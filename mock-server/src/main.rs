use tokio::net::TcpListener;
use tracing_subscriber::EnvFilter;

#[tokio::main]
async fn main() -> Result<(), std::io::Error> {
    tracing_subscriber::fmt()
        .with_env_filter(EnvFilter::try_from_default_env().unwrap_or_else(|_| EnvFilter::new("info")))
        .init();

    let port = std::env::var("PORT").unwrap_or_else(|_| "3000".to_string());
    let addr = format!("127.0.0.1:{port}");
    let listener = TcpListener::bind(&addr).await?;
    tracing::info!(%addr, api_key = mock_server::API_KEY, "mock HelloSign API listening");
    mock_server::run(listener).await
}
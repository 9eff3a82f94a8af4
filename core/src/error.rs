//! Error types for the HelloSign client.
//!
//! # Design
//! `Http` is the error callers match on most: it carries the status code and
//! the API's `error_msg`. An error status whose body does not have that shape
//! gets its own `MalformedErrorBody` variant with the raw text, so a broken
//! error response is still reported as a failure. `Initialization` wraps
//! whatever went wrong while `HelloSignClient::connect` fetched the account.

use std::path::PathBuf;

use thiserror::Error;

#[derive(Debug, Error)]
pub enum ApiError {
    /// The API answered with a status >= 400 and a well-formed error body.
    #[error("{status} error: {message}")]
    Http { status: u16, message: String },

    /// The API answered with a status >= 400 but the body lacked
    /// `error.error_msg`.
    #[error("{status} error with malformed body: {body}")]
    MalformedErrorBody { status: u16, body: String },

    /// The request never produced a response.
    #[error("transport error: {0}")]
    Transport(String),

    /// A success body could not be decoded into the expected shape.
    #[error("deserialization failed: {0}")]
    Deserialization(String),

    /// A success body lacked the top-level field holding the resource.
    #[error("response is missing field `{0}`")]
    MissingField(&'static str),

    /// A downloaded file could not be written.
    #[error("failed to write {}: {source}", path.display())]
    Io {
        path: PathBuf,
        #[source]
        source: std::io::Error,
    },

    #[error("invalid argument: {0}")]
    InvalidArgument(String),

    /// The operation is deliberately not supported by this SDK.
    #[error("not implemented: {0}")]
    NotImplemented(&'static str),

    #[error("configuration error: {0}")]
    Config(String),

    /// Fetching the account while connecting failed.
    #[error("client initialization failed: {0}")]
    Initialization(Box<ApiError>),
}

impl ApiError {
    /// HTTP status carried by the error, looking through `Initialization`.
    pub fn status(&self) -> Option<u16> {
        match self {
            ApiError::Http { status, .. } | ApiError::MalformedErrorBody { status, .. } => {
                Some(*status)
            }
            ApiError::Initialization(inner) => inner.status(),
            _ => None,
        }
    }
}
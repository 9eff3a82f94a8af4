//! Resource records returned by the HelloSign API.
//!
//! # Design
//! Each resource is a plain struct whose fields mirror the API's JSON keys.
//! Every field is optional (collections default to empty) and unknown keys
//! are ignored, so a response with fewer or extra fields still decodes while
//! a renamed field shows up as a compile error at the use site. `Default`
//! gives the empty resource.

use serde::{Deserialize, Deserializer, Serialize};
use serde_json::Value;

/// The authenticated account.
#[derive(Debug, Clone, Default, PartialEq, Serialize, Deserialize)]
pub struct Account {
    pub account_id: Option<String>,
    pub email_address: Option<String>,
    #[serde(default, deserialize_with = "flag")]
    pub is_paid_hs: Option<bool>,
    #[serde(default, deserialize_with = "flag")]
    pub is_paid_hf: Option<bool>,
    pub callback_url: Option<String>,
    pub role_code: Option<String>,
    pub quotas: Option<Quotas>,
}

/// Remaining allowances; `None` means unlimited.
#[derive(Debug, Clone, Default, PartialEq, Eq, Serialize, Deserialize)]
pub struct Quotas {
    pub api_signature_requests_left: Option<i64>,
    pub documents_left: Option<i64>,
    pub templates_left: Option<i64>,
}

#[derive(Debug, Clone, Default, PartialEq, Serialize, Deserialize)]
pub struct SignatureRequest {
    pub signature_request_id: Option<String>,
    pub title: Option<String>,
    pub original_title: Option<String>,
    pub subject: Option<String>,
    pub message: Option<String>,
    #[serde(default, deserialize_with = "flag")]
    pub test_mode: Option<bool>,
    #[serde(default, deserialize_with = "flag")]
    pub is_complete: Option<bool>,
    #[serde(default, deserialize_with = "flag")]
    pub is_declined: Option<bool>,
    #[serde(default, deserialize_with = "flag")]
    pub has_error: Option<bool>,
    pub requester_email_address: Option<String>,
    pub signing_url: Option<String>,
    pub details_url: Option<String>,
    pub files_url: Option<String>,
    pub final_copy_uri: Option<String>,
    /// Unix timestamp.
    pub created_at: Option<i64>,
    #[serde(default)]
    pub cc_email_addresses: Vec<String>,
    /// Free-form key/value data attached by the sender.
    pub metadata: Option<Value>,
    #[serde(default)]
    pub signatures: Vec<Signature>,
}

/// One signer's slot on a signature request.
#[derive(Debug, Clone, Default, PartialEq, Serialize, Deserialize)]
pub struct Signature {
    pub signature_id: Option<String>,
    pub signer_email_address: Option<String>,
    pub signer_name: Option<String>,
    pub order: Option<u32>,
    /// e.g. `awaiting_signature`, `signed`, `declined`.
    pub status_code: Option<String>,
    pub signed_at: Option<i64>,
    pub last_viewed_at: Option<i64>,
    pub last_reminded_at: Option<i64>,
    #[serde(default, deserialize_with = "flag")]
    pub has_pin: Option<bool>,
}

#[derive(Debug, Clone, Default, PartialEq, Serialize, Deserialize)]
pub struct ReusableForm {
    pub reusable_form_id: Option<String>,
    pub title: Option<String>,
    pub message: Option<String>,
    #[serde(default, deserialize_with = "flag")]
    pub is_creator: Option<bool>,
    #[serde(default, deserialize_with = "flag")]
    pub can_edit: Option<bool>,
    #[serde(default)]
    pub signer_roles: Vec<SignerRole>,
    #[serde(default)]
    pub cc_roles: Vec<CcRole>,
    #[serde(default)]
    pub documents: Vec<Document>,
}

#[derive(Debug, Clone, Default, PartialEq, Eq, Serialize, Deserialize)]
pub struct SignerRole {
    pub name: Option<String>,
    pub order: Option<u32>,
}

#[derive(Debug, Clone, Default, PartialEq, Eq, Serialize, Deserialize)]
pub struct CcRole {
    pub name: Option<String>,
}

#[derive(Debug, Clone, Default, PartialEq, Eq, Serialize, Deserialize)]
pub struct Document {
    pub name: Option<String>,
    pub index: Option<u32>,
}

/// A short-lived URL for signing inside an iframe.
#[derive(Debug, Clone, Default, PartialEq, Eq, Serialize, Deserialize)]
pub struct Embedded {
    pub sign_url: Option<String>,
    pub expires_at: Option<i64>,
}

/// The API has sent boolean flags both as JSON booleans and as 0/1.
fn flag<'de, D>(deserializer: D) -> Result<Option<bool>, D::Error>
where
    D: Deserializer<'de>,
{
    use serde::de::Error;

    match Option::<Value>::deserialize(deserializer)? {
        None | Some(Value::Null) => Ok(None),
        Some(Value::Bool(b)) => Ok(Some(b)),
        Some(Value::Number(n)) => match n.as_i64() {
            Some(0) => Ok(Some(false)),
            Some(1) => Ok(Some(true)),
            _ => Err(D::Error::custom(format!("invalid flag value {n}"))),
        },
        Some(other) => Err(D::Error::custom(format!("invalid flag value {other}"))),
    }
}
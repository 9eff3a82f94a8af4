//! Blocking client SDK for the HelloSign e-signature API.
//!
//! # Overview
//! `HelloSignClient` exposes one method per supported API operation:
//! accounts, signature requests and their files, embedded signing URLs and
//! reusable forms. Requests go through `Requester`, which attaches the
//! credential and default headers and turns error statuses into `ApiError`.
//!
//! # Design
//! - HTTP requests and responses are plain data (`http`); a `Transport`
//!   executes them, `UreqTransport` by default.
//! - `Requester` keeps the build/parse halves public so the error contract
//!   can be exercised without a network.
//! - Resources (`types`) are structs with optional fields mirroring the
//!   API's JSON.
//! - A client only exists after its account has been fetched; see
//!   `HelloSignClient::connect`.
//!
//! ```no_run
//! use hellosign_core::{ClientConfig, HelloSignClient};
//!
//! let client = HelloSignClient::connect(&ClientConfig::with_api_key("my-key"))?;
//! for request in client.list_signature_requests()? {
//!     println!("{:?}", request.title);
//! }
//! # Ok::<(), hellosign_core::ApiError>(())
//! ```

pub mod auth;
pub mod client;
pub mod config;
pub mod error;
pub mod http;
pub mod request;
pub mod transport;
pub mod types;

#[cfg(test)]
mod testing;

pub use auth::Credential;
pub use client::HelloSignClient;
pub use config::ClientConfig;
pub use error::ApiError;
pub use http::{merge_params, validate_multipart, FilePart, HttpMethod, HttpRequest, HttpResponse, Params, RequestBody};
pub use request::{check_status, parse_json, Requester};
pub use transport::{Transport, UreqTransport};
pub use types::{
    Account, CcRole, Document, Embedded, Quotas, ReusableForm, Signature, SignatureRequest, SignerRole,
};
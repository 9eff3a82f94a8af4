//! Client configuration read from `HELLOSIGN_*` environment variables.
//!
//! | variable | meaning |
//! |---|---|
//! | `HELLOSIGN_API_KEY` | API key (takes precedence) |
//! | `HELLOSIGN_USERNAME` / `HELLOSIGN_PASSWORD` | account email and password |
//! | `HELLOSIGN_BASE_URL` | API root, default `https://api.hellosign.com/v3` |
//! | `HELLOSIGN_USER_AGENT` | `User-Agent` header value |

use serde::Deserialize;

use crate::auth::Credential;
use crate::error::ApiError;

pub const DEFAULT_BASE_URL: &str = "https://api.hellosign.com/v3";

fn default_base_url() -> String {
    DEFAULT_BASE_URL.to_string()
}

fn default_user_agent() -> String {
    concat!("hellosign-rust-sdk/", env!("CARGO_PKG_VERSION")).to_string()
}

#[derive(Clone, Deserialize)]
pub struct ClientConfig {
    pub api_key: Option<String>,
    pub username: Option<String>,
    pub password: Option<String>,
    #[serde(default = "default_base_url")]
    pub base_url: String,
    #[serde(default = "default_user_agent")]
    pub user_agent: String,
}

impl ClientConfig {
    pub fn with_api_key(key: &str) -> Self {
        Self {
            api_key: Some(key.to_string()),
            ..Self::default()
        }
    }

    pub fn with_basic(username: &str, password: &str) -> Self {
        Self {
            username: Some(username.to_string()),
            password: Some(password.to_string()),
            ..Self::default()
        }
    }

    pub fn base_url(mut self, base_url: &str) -> Self {
        self.base_url = base_url.to_string();
        self
    }

    pub fn from_env() -> Result<Self, ApiError> {
        envy::prefixed("HELLOSIGN_")
            .from_env()
            .map_err(|e| ApiError::Config(e.to_string()))
    }

    /// Read from an explicit set of variables, e.g. in tests.
    pub fn from_vars<I>(vars: I) -> Result<Self, ApiError>
    where
        I: IntoIterator<Item = (String, String)>,
    {
        envy::prefixed("HELLOSIGN_")
            .from_iter(vars)
            .map_err(|e| ApiError::Config(e.to_string()))
    }

    /// The API key if set, otherwise username and password.
    pub fn credential(&self) -> Result<Credential, ApiError> {
        if let Some(key) = self.api_key.as_deref().filter(|k| !k.is_empty()) {
            return Ok(Credential::api_key(key));
        }
        match (self.username.as_deref(), self.password.as_deref()) {
            (Some(username), Some(password)) if !username.is_empty() => {
                Ok(Credential::basic(username, password))
            }
            _ => Err(ApiError::Config(
                "set HELLOSIGN_API_KEY or HELLOSIGN_USERNAME and HELLOSIGN_PASSWORD".to_string(),
            )),
        }
    }

    /// Base URL without a trailing slash.
    pub fn api_root(&self) -> &str {
        self.base_url.trim_end_matches('/')
    }
}

impl Default for ClientConfig {
    fn default() -> Self {
        Self {
            api_key: None,
            username: None,
            password: None,
            base_url: default_base_url(),
            user_agent: default_user_agent(),
        }
    }
}

impl std::fmt::Debug for ClientConfig {
    fn fmt(&self, f: &mut std::fmt::Formatter<'_>) -> std::fmt::Result {
        f.debug_struct("ClientConfig")
            .field("api_key", &self.api_key.as_ref().map(|_| "***"))
            .field("username", &self.username)
            .field("password", &self.password.as_ref().map(|_| "***"))
            .field("base_url", &self.base_url)
            .field("user_agent", &self.user_agent)
            .finish()
    }
}
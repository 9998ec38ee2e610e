// Registry: language filtering and dispatch

use crate::base::ExtractError;
use crate::language::SUPPORTED_LANGUAGES;
use crate::manager::ExtractorRegistry;
use std::path::Path;

#[test]
fn test_every_supported_language_is_registered() {
    let registry = ExtractorRegistry::new();
    assert_eq!(registry.languages(), SUPPORTED_LANGUAGES.to_vec());
}

#[test]
fn test_registered_extensions_match_detection() {
    let registry = ExtractorRegistry::new();
    for language in registry.languages() {
        let extractor = registry.get(language).unwrap();
        for ext in extractor.extensions() {
            let path = format!("file{}", ext);
            assert_eq!(
                registry.language_for_path(Path::new(&path)),
                Some(language),
                "extension {} should map to {}",
                ext,
                language
            );
        }
    }
}

#[test]
fn test_allow_list_filters_languages() {
    let registry = ExtractorRegistry::with_languages(&["python", "markdown"]);

    assert_eq!(registry.languages(), vec!["markdown", "python"]);
    assert_eq!(registry.language_for_path(Path::new("a/b.py")), Some("python"));
    assert_eq!(registry.language_for_path(Path::new("a/b.rs")), None);
}

#[test]
fn test_empty_allow_list_enables_everything() {
    let registry = ExtractorRegistry::with_languages::<String>(&[]);
    assert_eq!(registry.languages().len(), SUPPORTED_LANGUAGES.len());
}

#[test]
fn test_extract_symbols_dispatch() {
    let registry = ExtractorRegistry::new();

    let symbols = registry
        .extract_symbols("python", "a.py", "def main():\n    pass\n")
        .unwrap();
    assert_eq!(symbols.len(), 1);

    let none = registry.extract_symbols("cobol", "a.cbl", "IDENTIFICATION DIVISION.").unwrap();
    assert!(none.is_empty());
}

#[test]
fn test_syntax_failure_surfaces() {
    let registry = ExtractorRegistry::new();
    let err = registry
        .extract_symbols("python", "bad.py", ")))) (((( ::: ")
        .unwrap_err();
    assert!(matches!(err, ExtractError::Syntax { .. }));
    assert!(err.to_string().contains("bad.py"));
}
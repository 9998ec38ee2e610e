//! Java: types and their methods/constructors

use crate::base::SymbolKind;
use crate::engine::TreeSitterExtractor;
use crate::rules::{LanguageSpec, NodeRule};
use tree_sitter::Language;

fn grammar(_path: &str) -> Language {
    tree_sitter_java::LANGUAGE.into()
}

pub fn spec() -> LanguageSpec {
    LanguageSpec::new("java", &[".java"], grammar)
        .rule(
            "class_declaration",
            NodeRule::new(SymbolKind::Class, &["name", "identifier"]).body(&["class_body"]),
        )
        .rule(
            "record_declaration",
            NodeRule::new(SymbolKind::Class, &["name", "identifier"]).body(&["class_body"]),
        )
        .rule(
            "interface_declaration",
            NodeRule::new(SymbolKind::Interface, &["name", "identifier"])
                .body(&["interface_body"]),
        )
        .rule(
            "enum_declaration",
            NodeRule::new(SymbolKind::Enum, &["name", "identifier"]).body(&["enum_body"]),
        )
        .rule(
            "method_declaration",
            NodeRule::new(SymbolKind::Method, &["name", "identifier"])
                .signature(&["formal_parameters"]),
        )
        .rule(
            "constructor_declaration",
            NodeRule::new(SymbolKind::Method, &["name", "identifier"])
                .signature(&["formal_parameters"]),
        )
        .comments(&["block_comment", "line_comment"])
}

pub fn extractor() -> TreeSitterExtractor {
    TreeSitterExtractor::new(spec())
}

§ §

_ACTIVITY_. Above are the records; copy every line in them that holds the word "whose".

_RESPONSE_.
//! the API's `error_msg`. An error status whose body does not have that shape
//! Each resource is a plain struct whose fields mirror the API's JSON keys.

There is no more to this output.